どんな葬儀にするにせよ、葬儀には費用がかかります。葬儀の予算はどれくらいを考えていますか?預貯金を資金とするのか、生命保険などを葬儀費用に充てるのか、支払方法を決めましょう。既に必要額を用意できているのなら安心です。
もしどれくらいの費用がかかるのかが分からなければ、事前に葬儀社に相談し見積りを出してもらうと良いですね。葬儀のスタイルや葬儀社によっても金額が変わってくるため、いくつかのパターンで費用を比較するのが賢い方法。その上で総合的に見ながらあなたが何を優先したいのかを決めていきましょう。

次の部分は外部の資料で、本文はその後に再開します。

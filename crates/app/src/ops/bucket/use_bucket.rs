use clap::Args;

use crate::state::StateError;

#[derive(Args, Debug, Clone)]
pub struct Use {
    /// Remembered bucket id or name to make active
    pub bucket: String,
}

#[derive(Debug, thiserror::Error)]
pub enum BucketUseError {
    #[error("state error: {0}")]
    State(#[from] StateError),
    #[error("no remembered bucket matches '{0}'")]
    UnknownBucket(String),
}

#[async_trait::async_trait]
impl crate::op::Op for Use {
    type Error = BucketUseError;
    type Output = String;

    async fn execute(&self, ctx: &crate::op::OpContext) -> Result<Self::Output, Self::Error> {
        let mut state = ctx.state()?;
        let store = ctx.credentials()?;

        let credential = store
            .resolve(&self.bucket)
            .ok_or_else(|| BucketUseError::UnknownBucket(self.bucket.clone()))?;

        state.config.active_bucket = Some(credential.id.to_string());
        state.save_config()?;

        Ok(format!(
            "Active bucket is now {} (id: {})",
            credential.display_name(),
            credential.id
        ))
    }
}
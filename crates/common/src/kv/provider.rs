use std::fmt::Debug;

// NOTE: this is deliberately sync. Credential mutations persist
//  before returning, and every backend we have is a local one.

/// Durable key-value storage for small serialized documents
pub trait KeyValueStore: Send + Sync + Debug {
    type Error: std::error::Error + Send + Sync + 'static;

    /// Read the value stored under `key`
    ///
    /// # Returns
    /// * `Ok(Some(value))` - The stored value
    /// * `Ok(None)` - Nothing has been stored under `key`
    /// * `Err(Self::Error)` - The backend could not be read
    fn get(&self, key: &str) -> Result<Option<String>, Self::Error>;

    /// Overwrite the value stored under `key` wholesale
    fn set(&self, key: &str, value: &str) -> Result<(), Self::Error>;
}
//! Context-folder scoping
//!
//! The listing endpoint cannot filter server-side, so a context folder is
//! applied locally: keep the keys under `<context>/` and strip that prefix
//! before the keys reach the builder. The builder itself never sees the
//! context folder.

/// An object key paired with its path relative to the current scope
#[derive(Debug, Clone, Copy, PartialEq, Eq)]
pub struct ScopedKey<'a> {
    /// Path used to place the key in the tree
    pub relative: &'a str,
    /// The complete object key as listed by the bucket
    pub full: &'a str,
}

impl<'a> ScopedKey<'a> {
    /// A key outside of any context folder
    pub fn unscoped(key: &'a str) -> Self {
        Self {
            relative: key,
            full: key,
        }
    }
}

/// Normalize a user supplied context folder.
///
/// Leading and trailing separators are dropped; a blank value means
/// "no context folder".
pub fn normalize_context_folder(raw: &str) -> Option<String> {
    let trimmed = raw.trim().trim_matches('/');
    if trimmed.is_empty() {
        None
    } else {
        Some(trimmed.to_string())
    }
}

/// Strip `<context>/` from `key`, or `None` if the key lies outside the context
pub fn strip_context<'a>(key: &'a str, context: &str) -> Option<&'a str> {
    key.strip_prefix(context)
        .and_then(|rest| rest.strip_prefix('/'))
        .filter(|rest| !rest.is_empty())
}

/// Filter-then-strip a set of keys to the given context folder.
///
/// With no context every key passes through unchanged.
pub fn scope_keys<'a, I>(keys: I, context: Option<&str>) -> Vec<ScopedKey<'a>>
where
    I: IntoIterator<Item = &'a str>,
{
    match context {
        None => keys.into_iter().map(ScopedKey::unscoped).collect(),
        Some(context) => keys
            .into_iter()
            .filter_map(|full| {
                strip_context(full, context).map(|relative| ScopedKey { relative, full })
            })
            .collect(),
    }
}

/// Re-apply the context folder to a scope-relative name
pub fn qualify(context: Option<&str>, name: &str) -> String {
    let name = name.trim_start_matches('/');
    match context {
        Some(context) => format!("{}/{}", context, name),
        None => name.to_string(),
    }
}
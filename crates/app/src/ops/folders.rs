use clap::Args;

use crate::session::{self, BucketSelector, OpenSessionError};

#[derive(Args, Debug, Clone)]
pub struct Folders {
    #[command(flatten)]
    pub selector: BucketSelector,

    /// Only report whether this folder exists
    #[arg(long)]
    pub exists: Option<String>,
}

#[derive(Debug, thiserror::Error)]
pub enum FoldersError {
    #[error("{0}")]
    Session(#[from] OpenSessionError),
    #[error("bucket {0} does not allow reading")]
    NotReadable(String),
}

#[async_trait::async_trait]
impl crate::op::Op for Folders {
    type Error = FoldersError;
    type Output = String;

    async fn execute(&self, ctx: &crate::op::OpContext) -> Result<Self::Output, Self::Error> {
        let credential = session::resolve_credential(ctx, &self.selector)?;
        if !credential.read_allowed {
            return Err(FoldersError::NotReadable(
                credential.display_name().to_string(),
            ));
        }

        let (session, _) = session::open_listed(&credential).await?;

        if let Some(folder) = &self.exists {
            let found = session.tree().contains_folder(folder);
            return Ok(if found { "yes" } else { "no" }.to_string());
        }

        let folders = session.folders_in_bucket();
        if folders.is_empty() {
            Ok("No folders".to_string())
        } else {
            Ok(folders.join("\n"))
        }
    }
}
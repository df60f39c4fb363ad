use clap::Args;
use common::credentials::BucketCredential;

use crate::state::StateError;

#[derive(Args, Debug, Clone)]
pub struct List {
    /// Print the remembered buckets as JSON
    #[arg(long)]
    pub json: bool,
}

#[derive(Debug, thiserror::Error)]
pub enum BucketListError {
    #[error("state error: {0}")]
    State(#[from] StateError),
    #[error("failed to encode buckets: {0}")]
    Json(#[from] serde_json::Error),
}

fn describe(credential: &BucketCredential, active: bool) -> String {
    let marker = if active { "*" } else { " " };
    let access = match (credential.read_allowed, credential.write_allowed) {
        (true, true) => "rw",
        (true, false) => "r-",
        (false, true) => "-w",
        (false, false) => "--",
    };
    let mut line = format!(
        "{} {} [{}] {} (id: {})",
        marker,
        credential.display_name(),
        credential.bucket_name,
        access,
        credential.id
    );
    if let Some(context_folder) = &credential.context_folder {
        line.push_str(&format!(" context: {}/", context_folder));
    }
    if !credential.description.is_empty() {
        line.push_str(&format!("\n    {}", credential.description));
    }
    line
}

#[async_trait::async_trait]
impl crate::op::Op for List {
    type Error = BucketListError;
    type Output = String;

    async fn execute(&self, ctx: &crate::op::OpContext) -> Result<Self::Output, Self::Error> {
        let state = ctx.state()?;
        let store = ctx.credentials()?;

        if self.json {
            return Ok(serde_json::to_string_pretty(store.remembered())?);
        }

        if store.remembered().is_empty() {
            return Ok("No remembered buckets".to_string());
        }

        let active = state
            .config
            .active_bucket
            .as_deref()
            .and_then(|wanted| store.resolve(wanted))
            .map(|c| c.id);
        let output = store
            .remembered()
            .iter()
            .map(|c| describe(c, Some(c.id) == active))
            .collect::<Vec<_>>()
            .join("\n");
        Ok(output)
    }
}
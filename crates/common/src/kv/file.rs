use std::fs;
use std::io::{self, Write};
use std::path::{Path, PathBuf};

use super::provider::KeyValueStore;

/// Key-value store keeping one file per key inside a directory.
///
/// Writes land in a temporary file next to the target and are renamed
///  into place, so a crash mid-write never leaves a torn value behind.
#[derive(Debug, Clone)]
pub struct FileKeyValueStore {
    dir: PathBuf,
}

#[derive(thiserror::Error, Debug)]
pub enum FileKeyValueStoreError {
    #[error("invalid key: {0}")]
    InvalidKey(String),
    #[error("file store i/o error: {0}")]
    Io(#[from] io::Error),
    #[error("failed to persist value: {0}")]
    Persist(#[from] tempfile::PersistError),
}

impl FileKeyValueStore {
    /// Open (and create if needed) a store rooted at `dir`
    pub fn open(dir: impl Into<PathBuf>) -> Result<Self, FileKeyValueStoreError> {
        let dir = dir.into();
        fs::create_dir_all(&dir)?;
        Ok(Self { dir })
    }

    pub fn dir(&self) -> &Path {
        &self.dir
    }

    fn path_for(&self, key: &str) -> Result<PathBuf, FileKeyValueStoreError> {
        let valid = !key.is_empty()
            && key
                .chars()
                .all(|c| c.is_ascii_alphanumeric() || c == '-' || c == '_' || c == '.')
            && !key.starts_with('.');
        if !valid {
            return Err(FileKeyValueStoreError::InvalidKey(key.to_string()));
        }
        Ok(self.dir.join(format!("{}.json", key)))
    }
}

impl KeyValueStore for FileKeyValueStore {
    type Error = FileKeyValueStoreError;

    fn get(&self, key: &str) -> Result<Option<String>, Self::Error> {
        let path = self.path_for(key)?;
        match fs::read_to_string(&path) {
            Ok(value) => Ok(Some(value)),
            Err(e) if e.kind() == io::ErrorKind::NotFound => Ok(None),
            Err(e) => Err(e.into()),
        }
    }

    fn set(&self, key: &str, value: &str) -> Result<(), Self::Error> {
        let path = self.path_for(key)?;
        let mut tmp = tempfile::NamedTempFile::new_in(&self.dir)?;
        tmp.write_all(value.as_bytes())?;
        tmp.as_file().sync_all()?;
        tmp.persist(&path)?;
        tracing::debug!("persisted {} bytes to {:?}", value.len(), path);
        Ok(())
    }
}
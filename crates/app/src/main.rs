// CLI modules
mod args;
mod logging;
mod op;
mod ops;
mod session;
mod state;

use args::Args;
use clap::{Parser, Subcommand};
use op::Op;
use ops::{Bucket, Folders, Get, Init, Put, Tree, Version};

command_enum! {
    (Bucket, Bucket),
    (Folders, Folders),
    (Get, Get),
    (Init, Init),
    (Put, Put),
    (Tree, Tree),
    (Version, Version),
}

#[tokio::main]
async fn main() {
    let args = Args::parse();
    let ctx = op::OpContext::new(args.config_path.clone());

    // explicit flag > config file > warn
    let log_level = args
        .log_level
        .clone()
        .or_else(|| ctx.state().ok().map(|state| state.config.log_level))
        .unwrap_or_else(|| "warn".to_string());
    let guard = logging::init_logging(&log_level);

    match args.command.execute(&ctx).await {
        Ok(output) => {
            println!("{}", output);
        }
        Err(e) => {
            tracing::debug!("command failed: {:?}", e);
            eprintln!("Error: {}", e);
            drop(guard);
            std::process::exit(1);
        }
    }
}
use clap::Args;
use common::tree::{FileTreeNode, NodeType};

use crate::session::{self, BucketSelector, OpenSessionError};

#[derive(Args, Debug, Clone)]
pub struct Tree {
    #[command(flatten)]
    pub selector: BucketSelector,

    /// Print the presentation node list as JSON
    #[arg(long)]
    pub json: bool,
}

#[derive(Debug, thiserror::Error)]
pub enum TreeError {
    #[error("{0}")]
    Session(#[from] OpenSessionError),
    #[error("bucket {0} does not allow reading")]
    NotReadable(String),
    #[error("failed to encode tree: {0}")]
    Json(#[from] serde_json::Error),
}

/// Render nodes as an indented text tree
pub fn render(nodes: &[FileTreeNode]) -> String {
    let mut out = String::new();
    render_level(nodes, "", &mut out);
    out.trim_end().to_string()
}

fn render_level(nodes: &[FileTreeNode], indent: &str, out: &mut String) {
    for (i, node) in nodes.iter().enumerate() {
        let last = i + 1 == nodes.len();
        let branch = if last { "└── " } else { "├── " };
        let suffix = match node.node_type {
            NodeType::Folder => "/",
            NodeType::File => "",
        };
        out.push_str(&format!("{}{}{}{}\n", indent, branch, node.label, suffix));

        if !node.children.is_empty() {
            let child_indent = format!("{}{}", indent, if last { "    " } else { "│   " });
            render_level(&node.children, &child_indent, out);
        }
    }
}

#[async_trait::async_trait]
impl crate::op::Op for Tree {
    type Error = TreeError;
    type Output = String;

    async fn execute(&self, ctx: &crate::op::OpContext) -> Result<Self::Output, Self::Error> {
        let credential = session::resolve_credential(ctx, &self.selector)?;
        if !credential.read_allowed {
            return Err(TreeError::NotReadable(credential.display_name().to_string()));
        }

        let (session, _) = session::open_listed(&credential).await?;
        let nodes = session.get_files_tree();

        if self.json {
            return Ok(serde_json::to_string_pretty(&nodes)?);
        }

        let root = match session.context_folder() {
            Some(context_folder) => format!("{}/", context_folder),
            None => format!("{}/", credential.bucket_name),
        };
        if nodes.is_empty() {
            return Ok(format!("{}\n(empty)", root));
        }
        Ok(format!("{}\n{}", root, render(&nodes)))
    }
}

#[cfg(test)]
mod tests {
    use super::*;
    use common::tree::FileTree;

    #[test]
    fn test_render() {
        let tree = FileTree::from_keys(["a/b.txt", "a/c/d.txt", "e.txt"]);
        let rendered = render(&tree.to_nodes());
        let expected = "\
├── a/
│   ├── c/
│   │   └── d.txt
│   └── b.txt
└── e.txt";
        assert_eq!(rendered, expected);
    }

    #[test]
    fn test_render_empty() {
        assert_eq!(render(&[]), "");
    }
}
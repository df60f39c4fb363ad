use std::fmt::{Debug, Display};

use uuid::Uuid;

use super::credential::{BucketCredential, SaveCredential};
use crate::kv::KeyValueStore;
use crate::tree::normalize_context_folder;

/// Fixed storage key for the remembered-bucket snapshot
pub const REMEMBERED_BUCKETS_KEY: &str = "rememberedBuckets";

#[derive(thiserror::Error, Debug)]
pub enum CredentialStoreError<T: Display + Debug> {
    #[error("unhandled storage error: {0}")]
    Storage(T),
    #[error("failed to serialize remembered buckets: {0}")]
    Serialize(#[from] serde_json::Error),
}

/// The set of remembered bucket credentials.
///
/// Loaded once from durable storage, then written back wholesale after
///  every mutation. In-memory state only changes once the write succeeded.
#[derive(Debug)]
pub struct CredentialStore<S: KeyValueStore> {
    storage: S,
    remembered: Vec<BucketCredential>,
}

impl<S: KeyValueStore> CredentialStore<S> {
    /// Read the persisted snapshot.
    ///
    /// Absent or corrupt storage yields an empty set, never an error.
    pub fn load(storage: S) -> Self {
        let remembered = match storage.get(REMEMBERED_BUCKETS_KEY) {
            Ok(Some(raw)) => match serde_json::from_str::<Vec<BucketCredential>>(&raw) {
                Ok(remembered) => remembered,
                Err(e) => {
                    tracing::warn!("discarding corrupt remembered buckets: {}", e);
                    Vec::new()
                }
            },
            Ok(None) => Vec::new(),
            Err(e) => {
                tracing::warn!("failed to read remembered buckets: {}", e);
                Vec::new()
            }
        };
        tracing::debug!("loaded {} remembered bucket(s)", remembered.len());

        Self {
            storage,
            remembered,
        }
    }

    pub fn remembered(&self) -> &[BucketCredential] {
        &self.remembered
    }

    pub fn get(&self, id: Uuid) -> Option<&BucketCredential> {
        self.remembered.iter().find(|c| c.id == id)
    }

    /// First credential with the given bucket name
    pub fn find_by_name(&self, bucket_name: &str) -> Option<&BucketCredential> {
        self.remembered.iter().find(|c| c.bucket_name == bucket_name)
    }

    /// Resolve either a credential id or a bucket name
    pub fn resolve(&self, id_or_name: &str) -> Option<&BucketCredential> {
        match Uuid::parse_str(id_or_name) {
            Ok(id) => self.get(id),
            Err(_) => self.find_by_name(id_or_name),
        }
    }

    /// Create or update a credential and persist the full set.
    ///
    /// A known `id` updates that entry in place (the id and bucket name are
    ///  kept); anything else appends a new entry under a freshly allocated id.
    pub fn save(
        &mut self,
        mut request: SaveCredential,
    ) -> Result<BucketCredential, CredentialStoreError<S::Error>> {
        request.context_folder = request
            .context_folder
            .as_deref()
            .and_then(normalize_context_folder);

        let mut next = self.remembered.clone();
        let existing = request
            .id
            .and_then(|id| next.iter_mut().find(|c| c.id == id));

        let saved = match existing {
            Some(credential) => {
                credential.apply(request);
                tracing::info!("updated remembered bucket {}", credential.id);
                credential.clone()
            }
            None => {
                let credential = BucketCredential {
                    id: Uuid::new_v4(),
                    bucket_name: request.bucket_name,
                    bucket_par: request.bucket_par,
                    label: request.label,
                    description: request.description,
                    read_allowed: request.read_allowed,
                    write_allowed: request.write_allowed,
                    context_folder: request.context_folder,
                };
                tracing::info!(
                    "remembered new bucket {} ({})",
                    credential.bucket_name,
                    credential.id
                );
                next.push(credential.clone());
                credential
            }
        };

        self.persist(&next)?;
        self.remembered = next;
        Ok(saved)
    }

    /// Forget every credential with the given bucket name.
    ///
    /// NOTE: this matches on `bucket_name`, not `id`, so it drops all
    ///  credentials sharing the name. Returns how many were removed.
    pub fn remove(&mut self, bucket_name: &str) -> Result<usize, CredentialStoreError<S::Error>> {
        let next: Vec<_> = self
            .remembered
            .iter()
            .filter(|c| c.bucket_name != bucket_name)
            .cloned()
            .collect();
        let removed = self.remembered.len() - next.len();
        if removed > 1 {
            tracing::warn!(
                "removing {} credentials that share bucket name {}",
                removed,
                bucket_name
            );
        }

        self.persist(&next)?;
        self.remembered = next;
        Ok(removed)
    }

    fn persist(&self, snapshot: &[BucketCredential]) -> Result<(), CredentialStoreError<S::Error>> {
        let raw = serde_json::to_string(snapshot)?;
        self.storage
            .set(REMEMBERED_BUCKETS_KEY, &raw)
            .map_err(CredentialStoreError::Storage)
    }
}

#[cfg(test)]
mod test {
    use super::*;
    use crate::kv::MemoryKeyValueStore;
    use crate::par::Par;

    fn par(bucket: &str) -> Par {
        Par::parse(&format!(
            "https://objectstorage.example.com/p/token/n/ns/b/{}/o/",
            bucket
        ))
        .unwrap()
    }

    #[test]
    fn test_round_trip_across_restart() {
        let storage = MemoryKeyValueStore::new();
        let mut store = CredentialStore::load(storage.clone());

        let saved = store
            .save(
                SaveCredential::new("photos", par("photos"))
                    .with_label("Family photos")
                    .with_description("shared with grandma")
                    .with_permissions(true, false)
                    .with_context_folder(Some("/2024/".to_string())),
            )
            .unwrap();
        assert_eq!(saved.context_folder.as_deref(), Some("2024"));

        let reloaded = CredentialStore::load(storage);
        assert_eq!(reloaded.remembered(), &[saved.clone()]);
        assert_eq!(reloaded.get(saved.id), Some(&saved));
    }

    #[test]
    fn test_resave_updates_in_place() {
        let mut store = CredentialStore::load(MemoryKeyValueStore::new());
        let first = store.save(SaveCredential::new("docs", par("docs"))).unwrap();

        let updated = store
            .save(
                SaveCredential::new("renamed", par("docs2"))
                    .with_id(first.id)
                    .with_label("Docs"),
            )
            .unwrap();

        assert_eq!(store.remembered().len(), 1);
        assert_eq!(updated.id, first.id);
        assert_eq!(updated.bucket_name, "docs");
        assert_eq!(updated.bucket_par, par("docs2"));
        assert_eq!(updated.label, "Docs");
    }

    #[test]
    fn test_unknown_id_allocates_new() {
        let mut store = CredentialStore::load(MemoryKeyValueStore::new());
        let stray = Uuid::new_v4();
        let saved = store
            .save(SaveCredential::new("docs", par("docs")).with_id(stray))
            .unwrap();

        assert_ne!(saved.id, stray);
        assert_eq!(store.remembered().len(), 1);
    }

    #[test]
    fn test_remove_by_name_drops_all_matches() {
        let storage = MemoryKeyValueStore::new();
        let mut store = CredentialStore::load(storage.clone());
        store.save(SaveCredential::new("shared", par("a"))).unwrap();
        store.save(SaveCredential::new("shared", par("b"))).unwrap();
        let kept = store.save(SaveCredential::new("other", par("c"))).unwrap();

        assert_eq!(store.remove("shared").unwrap(), 2);
        assert_eq!(store.remove("missing").unwrap(), 0);

        let reloaded = CredentialStore::load(storage);
        assert!(reloaded.find_by_name("shared").is_none());
        assert_eq!(reloaded.remembered(), &[kept]);
    }

    #[test]
    fn test_corrupt_storage_loads_empty() {
        let storage = MemoryKeyValueStore::new();
        storage.set(REMEMBERED_BUCKETS_KEY, "{not json").unwrap();

        let store = CredentialStore::load(storage);
        assert!(store.remembered().is_empty());
    }

    #[test]
    fn test_resolve_by_id_or_name() {
        let mut store = CredentialStore::load(MemoryKeyValueStore::new());
        let saved = store.save(SaveCredential::new("docs", par("docs"))).unwrap();

        assert_eq!(store.resolve("docs").map(|c| c.id), Some(saved.id));
        assert_eq!(
            store.resolve(&saved.id.to_string()).map(|c| c.id),
            Some(saved.id)
        );
        assert!(store.resolve("nope").is_none());
    }

    #[test]
    fn test_persisted_field_names() {
        let storage = MemoryKeyValueStore::new();
        let mut store = CredentialStore::load(storage.clone());
        store.save(SaveCredential::new("docs", par("docs"))).unwrap();

        let raw = storage.get(REMEMBERED_BUCKETS_KEY).unwrap().unwrap();
        let json: serde_json::Value = serde_json::from_str(&raw).unwrap();
        assert_eq!(json[0]["bucketName"], "docs");
        assert!(json[0]["bucketPAR"].as_str().unwrap().ends_with("/b/docs/o/"));
        assert_eq!(json[0]["readAllowed"], true);
        assert!(json[0]["contextFolder"].is_null());
    }
}
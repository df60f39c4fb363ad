use std::collections::BTreeSet;

use super::node::{File, Folder};
use super::scope::ScopedKey;

/// A folder/file tree materialized from a flat set of object keys,
///  plus the flat set of every folder path seen along the way.
///
/// The tree is always rebuilt wholesale from a listing; it is never
///  patched incrementally.
#[derive(Debug, Clone, PartialEq, Eq, Default)]
pub struct FileTree {
    root: Folder,
    folder_paths: BTreeSet<String>,
}

impl FileTree {
    pub fn new() -> Self {
        Self::default()
    }

    /// Build a tree from unscoped object keys
    pub fn from_keys<I, S>(keys: I) -> Self
    where
        I: IntoIterator<Item = S>,
        S: AsRef<str>,
    {
        let mut tree = Self::new();
        for key in keys {
            let key = key.as_ref();
            tree.insert(key, key);
        }
        tree
    }

    /// Build a tree from keys already filtered and stripped to a context folder
    pub fn from_scoped<'a, I>(keys: I) -> Self
    where
        I: IntoIterator<Item = ScopedKey<'a>>,
    {
        let mut tree = Self::new();
        for key in keys {
            tree.insert(key.relative, key.full);
        }
        tree
    }

    /// Insert a single key.
    ///
    /// All segments of `relative` but the last are folders at successive
    ///  depths; the last is the file name. Segments are taken literally, so
    ///  `a//b` nests `b` under a folder named "" inside `a` and stays distinct
    ///  from `a/b`. A key ending in `/` (a folder marker object) only
    ///  registers its folders.
    pub fn insert(&mut self, relative: &str, full_path: &str) {
        if relative.is_empty() {
            return;
        }
        let segments: Vec<&str> = relative.split('/').collect();
        let Some((file_name, folders)) = segments.split_last() else {
            return;
        };

        let mut current = &mut self.root;
        let mut path = String::new();
        for (depth, segment) in folders.iter().enumerate() {
            if depth > 0 {
                path.push('/');
            }
            path.push_str(segment);
            if !self.folder_paths.contains(&path) {
                self.folder_paths.insert(path.clone());
            }
            current = current.folder_entry(segment);
        }

        if !file_name.is_empty() {
            current.insert_file(File::new(*file_name, full_path));
        }
    }

    pub fn root(&self) -> &Folder {
        &self.root
    }

    /// Every distinct folder path, sorted
    pub fn folder_paths(&self) -> &BTreeSet<String> {
        &self.folder_paths
    }

    /// Exact folder path, or the same path with outer separators trimmed
    pub fn contains_folder(&self, path: &str) -> bool {
        self.folder_paths.contains(path) || self.folder_paths.contains(path.trim_matches('/'))
    }

    pub fn file_count(&self) -> usize {
        self.root.file_count()
    }

    pub fn is_empty(&self) -> bool {
        self.root.is_empty()
    }
}

#[cfg(test)]
mod test {
    use super::*;
    use crate::tree::scope::scope_keys;

    #[test]
    fn test_empty_input() {
        let tree = FileTree::from_keys(Vec::<String>::new());
        assert!(tree.is_empty());
        assert!(tree.folder_paths().is_empty());
        assert_eq!(tree.file_count(), 0);
    }

    #[test]
    fn test_root_level_file() {
        let tree = FileTree::from_keys(["readme.txt"]);
        let file = tree.root().file("readme.txt").unwrap();
        assert_eq!(file.full_path(), "readme.txt");
        assert!(tree.folder_paths().is_empty());
    }

    #[test]
    fn test_nested_key() {
        let tree = FileTree::from_keys(["a/b/c"]);

        let a = tree.root().folder("a").unwrap();
        let b = a.folder("b").unwrap();
        let c = b.file("c").unwrap();
        assert_eq!(c.full_path(), "a/b/c");

        assert!(tree.contains_folder("a"));
        assert!(tree.contains_folder("a/b"));
        assert!(!tree.contains_folder("b"));
        assert_eq!(
            tree.folder_paths().iter().collect::<Vec<_>>(),
            vec!["a", "a/b"]
        );
    }

    #[test]
    fn test_duplicate_keys_collapse() {
        let tree = FileTree::from_keys(["a/x.txt", "a/x.txt", "b.txt", "b.txt"]);
        assert_eq!(tree.file_count(), 2);
        assert_eq!(tree.folder_paths().len(), 1);
    }

    #[test]
    fn test_order_independent() {
        let forward = FileTree::from_keys(["a/1", "a/b/2", "c", "a/b/3", "d/e/f/4"]);
        let backward = FileTree::from_keys(["d/e/f/4", "a/b/3", "c", "a/b/2", "a/1"]);
        assert_eq!(forward, backward);
    }

    #[test]
    fn test_idempotent_build() {
        let keys = ["x/y/z.bin", "x/w.bin", "top.bin"];
        assert_eq!(FileTree::from_keys(keys), FileTree::from_keys(keys));
    }

    #[test]
    fn test_file_count_matches_distinct_keys() {
        let keys = [
            "photos/2023/jan/a.jpg",
            "photos/2023/jan/b.jpg",
            "photos/2023/feb/a.jpg",
            "photos/2024/a.jpg",
            "notes.md",
            "photos/2023/jan/a.jpg",
        ];
        let distinct: BTreeSet<_> = keys.iter().collect();
        let tree = FileTree::from_keys(keys);
        assert_eq!(tree.file_count(), distinct.len());
    }

    #[test]
    fn test_folder_marker_key() {
        let tree = FileTree::from_keys(["empty/", "docs/readme.txt"]);
        assert!(tree.contains_folder("empty"));
        assert!(tree.root().folder("empty").unwrap().is_empty());
        assert_eq!(tree.file_count(), 1);
    }

    #[test]
    fn test_empty_segments_stay_distinct() {
        let forward = FileTree::from_keys(["a/b", "a//b"]);
        let backward = FileTree::from_keys(["a//b", "a/b"]);
        assert_eq!(forward, backward);
        assert_eq!(forward.file_count(), 2);

        let a = forward.root().folder("a").unwrap();
        assert_eq!(a.file("b").unwrap().full_path(), "a/b");
        let nested = a.folder("").unwrap().file("b").unwrap();
        assert_eq!(nested.full_path(), "a//b");
        assert!(forward.contains_folder("a/"));
    }

    #[test]
    fn test_leading_separator_is_distinct() {
        let tree = FileTree::from_keys(["/a/b", "a/b"]);
        assert_eq!(tree.file_count(), 2);

        let leading = tree.root().folder("").unwrap().folder("a").unwrap();
        assert_eq!(leading.file("b").unwrap().full_path(), "/a/b");
        assert!(tree.folder_paths().contains("/a"));
        assert_eq!(FileTree::from_keys([""]).file_count(), 0);
    }

    #[test]
    fn test_scoped_build_keeps_full_path() {
        let keys = ["docs/readme.txt", "docs/img/logo.png", "other.txt"];
        let tree = FileTree::from_scoped(scope_keys(keys.iter().copied(), Some("docs")));

        let readme = tree.root().file("readme.txt").unwrap();
        assert_eq!(readme.full_path(), "docs/readme.txt");

        let logo = tree.root().folder("img").unwrap().file("logo.png").unwrap();
        assert_eq!(logo.full_path(), "docs/img/logo.png");

        assert!(tree.root().file("other.txt").is_none());
        assert_eq!(tree.file_count(), 2);
        assert!(tree.contains_folder("img"));
        assert!(!tree.contains_folder("docs"));
    }
}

葬儀の費用や支払方法を考えたら、家族に伝えることも大切です。大体の金額が分かれば家族も安心ですし、あなたが急に亡くなり突然の大きな出費で家族が困ることも避けられます。
誰に葬儀をお任せしますか?
葬儀の喪主は、多くの場合配偶者や長男が請け負うことが多いのですが、この人がやらなくてはならないという決まりはありません。配偶者がいても高齢なら子どもがやって構いませんし、長女や次女がしても問題はないのです。
結婚をしておらず配偶者や子どもがいない場合は甥や姪、従兄弟や従姉妹がしたり、血縁者がいなければ友人や知人、介護施設などの代表者が行うこともあります。
一人にお願いできなければ複数人で行っても良いのです。
また一般的には友人や近所の人、同僚などに「世話役」をお願いすることになります。世話人は遺族では手の届かない仕事を分担して葬儀をスムーズに進行する役割があります。会計や受付、会場係や接待係、進行係などがあり、世話役の代表は喪主と相談しつつ、全体を見る立場となります。
これらを全てあなたが決める必要はありませんが、せめて喪主となる人は生前に決めておくと良いでしょう。
このように細部まで決めるとなると意外と様々なことを考慮しつつ、お願いをしたり手配をする必要があります。しかし事前に決めておけば、家族は負担なく葬儀を執り行うことができ、きっと喜んでくれるでしょう。自分の葬儀について、家族の意見を取り入れたり相談できると更に良いと思いますよ。